MGMT promoter methylation correlates with an overall survival benefit in Chinese high-grade glioblastoma patients treated with radiotherapy and alkylating agent-based chemotherapy: a single-institution study

Abstract

Promoter methylation of the O(6)-methylguanine-DNA-methyltransferase (MGMT) gene has been considered a prognostic marker and has become more important in the treatment of glioblastoma. However, reports on the correlation between MGMT and clinical outcomes in Chinese glioblastoma patients are very scarce. In this study, quantitative methylation data were obtained by the pyrosequencing of tumor tissues from 128 GBM patients. The median overall survival (OS) was 13.1 months, with a 1-year survival of 45.3%. The pyrosequencing data were reproducible based on archived samples yielding data for all glioblastomas. MGMT promoter methylation was detected in 75/128 cases (58.6%), whereas 53/128 (41.4%) cases were unmethylated.

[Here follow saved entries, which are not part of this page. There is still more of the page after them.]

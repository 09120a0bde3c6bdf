pub mod cache;
pub mod verify;

use std::time::{Duration, Instant};

use tracing::{debug, warn};

use crate::error::FilterError;
use crate::filters::{
    GradDomParams, HistEqParams, ReinhardGlobalParams, ReinhardLocalParams, StitchingParams,
    grad_dom, hist_eq, reinhard_global, reinhard_local, stitching,
};
use crate::params::{FilterSettings, Params};
use crate::pixel_buf::{ExposureSet, FilterInput, PixelBuffer};
use crate::status::StatusSink;

pub use cache::ReferenceCache;
pub use verify::{MAX_REPORTED_MISMATCHES, Mismatch, VerifyReport};

/// An execution engine for the data-parallel path of every filter.
pub trait Backend {
    fn name(&self) -> &str;

    /// Run `kind` on `input`. Launch geometry and device details go to
    /// `status`.
    fn run(
        &mut self,
        kind: &FilterKind,
        input: &FilterInput,
        status: &StatusSink,
    ) -> Result<PixelBuffer, FilterError>;
}

/// The five filters and their tuning.
#[derive(Clone, Debug, PartialEq)]
pub enum FilterKind {
    HistEq(HistEqParams),
    ReinhardGlobal(ReinhardGlobalParams),
    ReinhardLocal(ReinhardLocalParams),
    GradDom(GradDomParams),
    Stitching(StitchingParams),
}

impl FilterKind {
    /// Names accepted on the command line, in usage order.
    pub const CLI_NAMES: [&'static str; 5] = [
        "histEq",
        "reinhardGlobal",
        "reinhardLocal",
        "gradDom",
        "stitching",
    ];

    pub fn from_cli_name(name: &str, settings: &FilterSettings) -> Option<Self> {
        let kind = match name {
            "histEq" => FilterKind::HistEq(settings.hist_eq.clone()),
            "reinhardGlobal" => FilterKind::ReinhardGlobal(settings.reinhard_global.clone()),
            "reinhardLocal" => FilterKind::ReinhardLocal(settings.reinhard_local.clone()),
            "gradDom" => FilterKind::GradDom(settings.grad_dom.clone()),
            "stitching" => FilterKind::Stitching(settings.stitching.clone()),
            _ => return None,
        };
        Some(kind)
    }

    /// Display name, also used for output file naming.
    pub fn name(&self) -> &'static str {
        match self {
            FilterKind::HistEq(_) => "HistEq",
            FilterKind::ReinhardGlobal(_) => "ReinhardGlobal",
            FilterKind::ReinhardLocal(_) => "ReinhardLocal",
            FilterKind::GradDom(_) => "GradDom",
            FilterKind::Stitching(_) => "Stitching",
        }
    }

    /// Whether the filter consumes an exposure bracket rather than one image.
    pub fn takes_exposures(&self) -> bool {
        matches!(self, FilterKind::Stitching(_))
    }

    pub fn validate(&self) -> Result<(), FilterError> {
        match self {
            FilterKind::HistEq(p) => p.validate(),
            FilterKind::ReinhardGlobal(p) => p.validate(),
            FilterKind::ReinhardLocal(p) => p.validate(),
            FilterKind::GradDom(p) => p.validate(),
            FilterKind::Stitching(p) => p.validate(),
        }
    }

    /// The image a tone mapper operates on.
    pub fn single_input<'a>(&self, input: &'a FilterInput) -> Result<&'a PixelBuffer, FilterError> {
        input.single().ok_or(FilterError::WrongInput {
            filter: self.name(),
            expected: "a single image",
        })
    }

    /// The bracket the stitcher fuses.
    pub fn exposure_input<'a>(
        &self,
        input: &'a FilterInput,
    ) -> Result<&'a ExposureSet, FilterError> {
        input.exposures().ok_or(FilterError::WrongInput {
            filter: self.name(),
            expected: "an exposure set",
        })
    }

    /// Sequential ground truth.
    pub fn reference(&self, input: &FilterInput) -> Result<PixelBuffer, FilterError> {
        let output = match self {
            FilterKind::HistEq(p) => hist_eq::reference(self.single_input(input)?, p),
            FilterKind::ReinhardGlobal(p) => {
                reinhard_global::reference(self.single_input(input)?, p)
            }
            FilterKind::ReinhardLocal(p) => reinhard_local::reference(self.single_input(input)?, p),
            FilterKind::GradDom(p) => grad_dom::reference(self.single_input(input)?, p),
            FilterKind::Stitching(p) => stitching::reference(self.exposure_input(input)?, p),
        };
        Ok(output)
    }

    /// Data-parallel host implementation with work-groups of `local` lanes.
    /// Must run inside the caller's rayon pool.
    pub fn host_parallel(
        &self,
        input: &FilterInput,
        local: usize,
    ) -> Result<PixelBuffer, FilterError> {
        let output = match self {
            FilterKind::HistEq(p) => hist_eq::parallel(self.single_input(input)?, p, local),
            FilterKind::ReinhardGlobal(p) => {
                reinhard_global::parallel(self.single_input(input)?, p, local)
            }
            FilterKind::ReinhardLocal(p) => {
                reinhard_local::parallel(self.single_input(input)?, p, local)
            }
            FilterKind::GradDom(p) => grad_dom::parallel(self.single_input(input)?, p, local),
            FilterKind::Stitching(p) => stitching::parallel(self.exposure_input(input)?, p, local),
        };
        Ok(output)
    }
}

/// How [`Filter::run`] should execute.
pub enum Method<'a> {
    Reference,
    Parallel(&'a mut dyn Backend),
}

/// Output and timing of one [`Filter::run`].
#[derive(Clone, Debug)]
pub struct RunOutcome {
    pub output: PixelBuffer,
    pub elapsed: Duration,
    /// Present when the parallel path was verified.
    pub verification: Option<VerifyReport>,
}

/// A configured filter with its reference cache and status sink.
#[derive(Debug)]
pub struct Filter {
    kind: FilterKind,
    cache: ReferenceCache,
    status: StatusSink,
}

impl Filter {
    pub fn new(kind: FilterKind) -> Self {
        Self {
            kind,
            cache: ReferenceCache::new(),
            status: StatusSink::silent(),
        }
    }

    pub fn with_status(mut self, status: StatusSink) -> Self {
        self.status = status;
        self
    }

    pub fn name(&self) -> &'static str {
        self.kind.name()
    }

    pub fn kind(&self) -> &FilterKind {
        &self.kind
    }

    pub fn clear_reference_cache(&mut self) {
        self.cache.clear();
    }

    /// Reference output for `input`, served from the cache when the input
    /// fingerprint matches the last computed one.
    pub fn run_reference(&mut self, input: &FilterInput) -> Result<PixelBuffer, FilterError> {
        self.kind.validate()?;
        let key = input.fingerprint();
        if let Some(cached) = self.cache.get(&key) {
            debug!(filter = self.name(), "reference cache hit");
            return Ok(cached.clone());
        }
        let output = self.kind.reference(input)?;
        self.cache.store(key, output.clone());
        Ok(output)
    }

    pub fn run(
        &mut self,
        method: Method<'_>,
        input: &FilterInput,
        params: &Params,
    ) -> Result<RunOutcome, FilterError> {
        self.kind.validate()?;
        match method {
            Method::Reference => {
                self.status.report("Running reference...");
                let start = Instant::now();
                let output = self.run_reference(input)?;
                let elapsed = start.elapsed();
                self.status
                    .report(&format!("Reference took {:.3} ms", elapsed.as_secs_f64() * 1e3));
                Ok(RunOutcome {
                    output,
                    elapsed,
                    verification: None,
                })
            }
            Method::Parallel(backend) => {
                self.status
                    .report(&format!("Running {} implementation...", backend.name()));
                let start = Instant::now();
                let output = backend.run(&self.kind, input, &self.status)?;
                let elapsed = start.elapsed();
                self.status.report(&format!(
                    "{} implementation took {:.3} ms",
                    backend.name(),
                    elapsed.as_secs_f64() * 1e3
                ));

                let verification = if params.verify {
                    self.status.report("Verifying results...");
                    let reference = self.run_reference(input)?;
                    Some(self.verify(&reference, &output, params.tolerance))
                } else {
                    None
                };
                Ok(RunOutcome {
                    output,
                    elapsed,
                    verification,
                })
            }
        }
    }

    /// Compare `output` against `reference`, reporting the first mismatches
    /// through the status sink.
    pub fn verify(
        &self,
        reference: &PixelBuffer,
        output: &PixelBuffer,
        tolerance: f32,
    ) -> VerifyReport {
        let report = verify::compare(reference, output, tolerance);
        if !report.dimensions_match {
            self.status.report(&format!(
                "Output is {}x{}, reference is {}x{}",
                output.width, output.height, reference.width, reference.height
            ));
        }
        for m in &report.reported {
            self.status.report(&format!(
                "Mismatch at ({},{},{}): {} vs {}",
                m.x, m.y, m.channel, m.expected, m.actual
            ));
        }
        if report.suppressed() {
            self.status.report("Suppressing further errors");
        }
        if report.passed() {
            self.status.report("Verification passed.");
        } else {
            warn!(
                filter = self.name(),
                mismatches = report.mismatches,
                max_diff = report.max_diff,
                "verification failed"
            );
            self.status.report("Verification failed.");
        }
        report
    }
}
use std::fmt;
use std::sync::Arc;

use tracing::info;

type Callback = dyn Fn(&str) + Send + Sync;

/// Receiver for human-readable progress lines ("Running reference...",
/// "Verification passed."). Every message is also logged at info level.
#[derive(Clone, Default)]
pub struct StatusSink {
    callback: Option<Arc<Callback>>,
}

impl StatusSink {
    pub fn new(callback: impl Fn(&str) + Send + Sync + 'static) -> Self {
        Self {
            callback: Some(Arc::new(callback)),
        }
    }

    /// A sink that only logs.
    pub fn silent() -> Self {
        Self::default()
    }

    pub fn report(&self, message: &str) {
        info!(target: "hdr::status", "{message}");
        if let Some(callback) = &self.callback {
            callback(message);
        }
    }
}

impl fmt::Debug for StatusSink {
    fn fmt(&self, f: &mut fmt::Formatter<'_>) -> fmt::Result {
        f.debug_struct("StatusSink")
            .field("callback", &self.callback.is_some())
            .finish()
    }
}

Further survival analysis also revealed that methylation was an independent prognostic factor associated with prolonged OS but not with progression-free survival (PFS) (p = 0.029 and p = 0.112, respectively); the hazard radios were 0.63 (95% CI: 0.42-0.96) and 0.72 (95% CI: 0.48-1.09), respectively. These data indicated that MGMT methylation has prognostic significance in patients with newly diagnosed high-grade glioblastoma undergoing alkylating agent-based chemotherapy after surgical resection.

Figure 1. PFS after treatment in patients with methylated and unmethylated MGMT promoter glioblastomas (log-rank P = 0.112).

Figure 2. OS after treatment in patients with methylated and unmethylated MGMT promoter glioblastomas (log-rank P = 0.029).